ACTIVITY: Beneath this instruction is a listing; print exactly the lines in it starting at the line that contains "use tracing::debug;" and going through the line that contains "if smoothed >".
*** Begin section ***
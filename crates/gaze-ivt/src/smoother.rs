//! Removal of single-frame errors inside saccades.

use gaze_core::EyeState;
use tracing::debug;

#[derive(Debug, Clone, Copy, Default)]
pub struct StateSmoother;

impl StateSmoother {
    pub fn new() -> Self {
        Self
    }

    /// Relabel every `Error` sandwiched between two `Saccade`s as `Saccade`.
    ///
    /// Scans left to right once; returns the number of relabeled samples.
    pub fn smooth(&self, states: &mut [EyeState]) -> usize {
        let mut smoothed = 0;

        for i in 1..states.len().saturating_sub(1) {
            if states[i - 1] == EyeState::Saccade
                && states[i] == EyeState::Error
                && states[i + 1] == EyeState::Saccade
            {
                states[i] = EyeState::Saccade;
                smoothed += 1;
            }
        }

        if smoothed > 0 {
            debug!(smoothed, "isolated errors merged into saccades");
        }
        smoothed
    }
}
*** End section ***
TASK OUTPUT:
use tracing::debug;

#[derive(Debug, Clone, Copy, Default)]
pub struct StateSmoother;

impl StateSmoother {
    pub fn new() -> Self {
        Self
    }

    /// Relabel every `Error` sandwiched between two `Saccade`s as `Saccade`.
    ///
    /// Scans left to right once; returns the number of relabeled samples.
    pub fn smooth(&self, states: &mut [EyeState]) -> usize {
        let mut smoothed = 0;

        for i in 1..states.len().saturating_sub(1) {
            if states[i - 1] == EyeState::Saccade
                && states[i] == EyeState::Error
                && states[i + 1] == EyeState::Saccade
            {
                states[i] = EyeState::Saccade;
                smoothed += 1;
            }
        }

        if smoothed > 0 {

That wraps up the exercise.